Cinderella was such a dork. She left behind her glass slipper at the ball and then went right back to her step-monster’s house. It seems to me she should have worn the glass slipper always, to make herself easier to find. I always hoped that after the prince found Cinderella and they rode away in their magnificent carriage, after a few miles she turned to him and said, “Could you drop me off down the road please? Now that I’ve finally escaped my life of horrific abuse, I’d like to see something of the world, you know?… I’ll catch back up with you later, Prince, once I’ve found my own way. – Rachel Cohn, Dash and Lily’s Book of Dares
Am I allowed to find my own way? I am simply trying to process everything. I put each of my relationships in its own box, hoping that the problems in one box would not spill over and destroy the contents of another box. Yet, I am bombarded as the boxes tilt and fall. I must go to work every day with a smile on my face to protect the young lives I mold.
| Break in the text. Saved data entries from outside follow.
fn current_descriptor(track: &GeneratedTrack, start_time_ms: u64) -> CurrentTrack {
    CurrentTrack {
        music_id: track.id.clone(),
        start_time_ms,
        duration_seconds: track.duration_seconds,
        source_event: track.source_event.clone(),
    }
}

fn new_track_event(session_id: &str, track: &GeneratedTrack) -> SessionEvent {
    SessionEvent::NewTrack {
        session_id: session_id.to_string(),
        track_id: track.id.clone(),
        sequence: track.source_event.sequence,
        duration_seconds: track.duration_seconds,
    }
}
//! Error types for event validation and shared backend reporting.

use thiserror::Error;

/// Error codes for source-event batch validation.
#[derive(Debug, Clone, Copy, PartialEq, Eq, Hash)]
pub enum ErrorCode {
    /// E001: Batch contains no events
    EmptyBatch,
    /// E002: Events are not ordered most-recent-last
    OutOfOrder,
    /// E003: A numeric field is NaN or infinite
    NonFiniteField,
    /// E004: Cost or flow is negative
    NegativeField,
    /// E005: Stored content hash does not match the event fields
    ContentHashMismatch,
}

impl ErrorCode {
    /// Returns the error code string (e.g., "E001").
    pub fn code(&self) -> &'static str {
        match self {
            ErrorCode::EmptyBatch => "E001",
            ErrorCode::OutOfOrder => "E002",
            ErrorCode::NonFiniteField => "E003",
            ErrorCode::NegativeField => "E004",
            ErrorCode::ContentHashMismatch => "E005",
        }
    }
}

impl std::fmt::Display for ErrorCode {
    fn fmt(&self, f: &mut std::fmt::Formatter<'_>) -> std::fmt::Result {
        write!(f, "{}", self.code())
    }
}

/// A validation error with code, message, and optional field path.
#[derive(Debug, Clone, PartialEq, Eq)]
pub struct ValidationError {
    /// The error code.
    pub code: ErrorCode,
    /// Human-readable error message.
    pub message: String,
    /// Path to the problematic field (e.g., "events\[3\].cost").
    pub path: Option<String>,
}

impl ValidationError {
    /// Creates a new validation error.
    pub fn new(code: ErrorCode, message: impl Into<String>) -> Self {
        Self {
            code,
            message: message.into(),
            path: None,
        }
    }

    /// Creates a new validation error with a field path.
    pub fn with_path(code: ErrorCode, message: impl Into<String>, path: impl Into<String>) -> Self {
        Self {
            code,
            message: message.into(),
            path: Some(path.into()),
        }
    }
}

impl std::fmt::Display for ValidationError {
    fn fmt(&self, f: &mut std::fmt::Formatter<'_>) -> std::fmt::Result {
        if let Some(ref path) = self.path {
            write!(f, "{}: {} (at {})", self.code, self.message, path)
        } else {
            write!(f, "{}: {}", self.code, self.message)
        }
    }
}

impl std::error::Error for ValidationError {}

/// Top-level error type for data-model operations.
#[derive(Debug, Error)]
pub enum SpecError {
    /// JSON parsing error.
    #[error("JSON parse error: {0}")]
    JsonParse(#[from] serde_json::Error),

    /// I/O error.
    #[error("I/O error: {0}")]
    Io(#[from] std::io::Error),
}

/// Result of batch validation.
#[derive(Debug, Clone)]
pub struct ValidationResult {
    /// Whether validation passed (no errors).
    pub ok: bool,
    /// List of validation errors.
    pub errors: Vec<ValidationError>,
}

impl ValidationResult {
    /// Creates a successful validation result.
    pub fn success() -> Self {
        Self {
            ok: true,
            errors: Vec::new(),
        }
    }

    /// Adds an error to the result.
    pub fn add_error(&mut self, error: ValidationError) {
        self.errors.push(error);
        self.ok = false;
    }

    /// Returns true if there are no errors.
    pub fn is_ok(&self) -> bool {
        self.ok
    }

    /// Joins all error messages into one line, for wrapping into a backend error.
    pub fn summary(&self) -> String {
        self.errors
            .iter()
            .map(ToString::to_string)
            .collect::<Vec<_>>()
            .join("; ")
    }
}

impl Default for ValidationResult {
    fn default() -> Self {
        Self::success()
    }
}

/// Common trait for backend errors.
///
/// Each backend error type implements this trait so the CLI and the
/// streaming layer can report failures with a stable code and category
/// without depending on every backend's concrete error enum.
pub trait BackendError: std::error::Error {
    /// Get the error code for reporting.
    ///
    /// Returns a static string like "MUSIC_001" or "AUDIO_002". These codes
    /// are stable and can be matched programmatically.
    fn code(&self) -> &'static str;

    /// Get a human-readable message describing the error.
    fn message(&self) -> String {
        self.to_string()
    }

    /// Get the error category ("music", "audio", "stream").
    fn category(&self) -> &'static str;
}

/// A unified error type that can wrap any backend error.
#[derive(Debug)]
pub struct GenerationError {
    /// The error code (e.g., "MUSIC_001").
    pub code: &'static str,
    /// The human-readable error message.
    pub message: String,
    /// The error category (e.g., "music", "audio").
    pub category: &'static str,
    source: Option<Box<dyn std::error::Error + Send + Sync>>,
}

impl GenerationError {
    /// Create a `GenerationError` from any `BackendError` implementor.
    pub fn from_backend<E: BackendError + Send + Sync + 'static>(err: E) -> Self {
        Self {
            code: err.code(),
            message: err.message(),
            category: err.category(),
            source: Some(Box::new(err)),
        }
    }
}

impl std::fmt::Display for GenerationError {
    fn fmt(&self, f: &mut std::fmt::Formatter<'_>) -> std::fmt::Result {
        write!(f, "[{}] {}", self.code, self.message)
    }
}

impl std::error::Error for GenerationError {
    fn source(&self) -> Option<&(dyn std::error::Error + 'static)> {
        self.source
            .as_ref()
            .map(|e| e.as_ref() as &(dyn std::error::Error + 'static))
    }
}

#[cfg(test)]
mod tests {
    use super::*;

    #[test]
    fn test_error_codes() {
        assert_eq!(ErrorCode::EmptyBatch.code(), "E001");
        assert_eq!(ErrorCode::OutOfOrder.code(), "E002");
        assert_eq!(ErrorCode::ContentHashMismatch.code(), "E005");
    }

    #[test]
    fn test_validation_error_display() {
        let err = ValidationError::new(ErrorCode::EmptyBatch, "batch is empty");
        assert_eq!(err.to_string(), "E001: batch is empty");

        let err_with_path =
            ValidationError::with_path(ErrorCode::NonFiniteField, "cost is NaN", "events[2].cost");
        assert_eq!(
            err_with_path.to_string(),
            "E003: cost is NaN (at events[2].cost)"
        );
    }

    #[test]
    fn test_validation_result_summary() {
        let mut result = ValidationResult::success();
        assert!(result.is_ok());

        result.add_error(ValidationError::new(ErrorCode::EmptyBatch, "empty"));
        result.add_error(ValidationError::new(ErrorCode::OutOfOrder, "unordered"));
        assert!(!result.is_ok());
        assert_eq!(result.summary(), "E001: empty; E002: unordered");
    }

    #[derive(Debug, Error)]
    #[error("boom")]
    struct Boom;

    impl BackendError for Boom {
        fn code(&self) -> &'static str {
            "TEST_001"
        }

        fn category(&self) -> &'static str {
            "test"
        }
    }

    #[test]
    fn test_generation_error_from_backend() {
        let err = GenerationError::from_backend(Boom);
        assert_eq!(err.code, "TEST_001");
        assert_eq!(err.category, "test");
        assert_eq!(err.to_string(), "[TEST_001] boom");
        assert!(std::error::Error::source(&err).is_some());
    }
}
It is my prayer that I can make a difference in their lives no matter what is destroying me on the inside. I once was that suffering child, begging for attention, for help, for someone to notice, and maybe, just maybe, I would not be where I am today if one teacher forgot about everything else for five seconds and asked me what I wanted to play, helped me build a tower of legos, even just colored with me.
Maybe, maybe not…
Thank you, Tia. You were the best babysitter. You made the times I felt abandoned and rejected by my parents seem not so bad. I had fun playing Little House on the Prairie, no matter how many times the Indians kidnapped us.